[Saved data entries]
__________

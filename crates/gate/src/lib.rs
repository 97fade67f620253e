//! HTTP client for the external compliance rule engine.
//!
//! The gate exposes one endpoint: `POST {base_url}/validate` with the
//! operation identity and candidate target status, answering
//! `{ "passed": bool, "errors": [{ "ruleCode": "...", "message": "..." }] }`.
//! Transport failures and timeouts collapse into `GateError::Unavailable`;
//! the transition engine decides what that means (fail-open or fail-closed).

use std::time::Duration;

use async_trait::async_trait;
use secrecy::{ExposeSecret, SecretString};
use serde::{Deserialize, Serialize};
use tracing::debug;

use despacho_core::compliance::{ComplianceGate, ComplianceReport, GateError, RuleCode, RuleViolation};
use despacho_core::config::GateConfig;
use despacho_core::domain::operation::Operation;
use despacho_core::lifecycle::catalog::OperationStatus;

#[derive(Clone, Debug, Serialize)]
#[serde(rename_all = "camelCase")]
struct ValidateRequest<'a> {
    operation_id: &'a str,
    reference: &'a str,
    current_status: &'a str,
    target_status: &'a str,
}

#[derive(Clone, Debug, Deserialize)]
#[serde(rename_all = "camelCase")]
struct ValidateResponse {
    passed: bool,
    #[serde(default)]
    errors: Vec<WireViolation>,
}

#[derive(Clone, Debug, Deserialize)]
#[serde(rename_all = "camelCase")]
struct WireViolation {
    rule_code: String,
    message: String,
}

pub struct HttpComplianceGate {
    client: reqwest::Client,
    base_url: String,
    api_token: Option<SecretString>,
}

impl HttpComplianceGate {
    /// Builds the client from config. Fails if no base URL is configured or
    /// the underlying client cannot be constructed.
    pub fn from_config(config: &GateConfig) -> Result<Self, GateError> {
        let base_url = config
            .base_url
            .clone()
            .ok_or_else(|| GateError::Unavailable("gate.base_url is not configured".to_string()))?;

        let client = reqwest::Client::builder()
            .timeout(Duration::from_secs(config.timeout_secs))
            .build()
            .map_err(|error| GateError::Unavailable(error.to_string()))?;

        Ok(Self { client, base_url: base_url.trim_end_matches('/').to_string(), api_token: config.api_token.clone() })
    }
}

#[async_trait]
impl ComplianceGate for HttpComplianceGate {
    async fn validate(
        &self,
        operation: &Operation,
        target: OperationStatus,
    ) -> Result<ComplianceReport, GateError> {
        let url = format!("{}/validate", self.base_url);
        let body = ValidateRequest {
            operation_id: &operation.id.0,
            reference: &operation.reference,
            current_status: operation.status.as_str(),
            target_status: target.as_str(),
        };

        let mut request = self.client.post(&url).json(&body);
        if let Some(token) = &self.api_token {
            request = request.bearer_auth(token.expose_secret());
        }

        let response = request
            .send()
            .await
            .map_err(|error| GateError::Unavailable(error.to_string()))?;

        let status = response.status();
        if !status.is_success() {
            return Err(GateError::Unavailable(format!(
                "gate answered HTTP {status} for {url}"
            )));
        }

        let payload: ValidateResponse = response
            .json()
            .await
            .map_err(|error| GateError::InvalidResponse(error.to_string()))?;

        debug!(
            event_name = "compliance.gate_answered",
            operation_id = %operation.id,
            target = target.as_str(),
            passed = payload.passed,
            violations = payload.errors.len(),
            "compliance gate verdict received"
        );

        let violations: Vec<RuleViolation> = payload
            .errors
            .into_iter()
            .map(|violation| RuleViolation {
                code: RuleCode::parse(&violation.rule_code),
                message: violation.message,
            })
            .collect();

        if payload.passed {
            Ok(ComplianceReport::passing())
        } else {
            Ok(ComplianceReport::failing(violations))
        }
    }
}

__________

Your objective | Only a number is wanted: how many lines above include "bool"?

Answer space | 2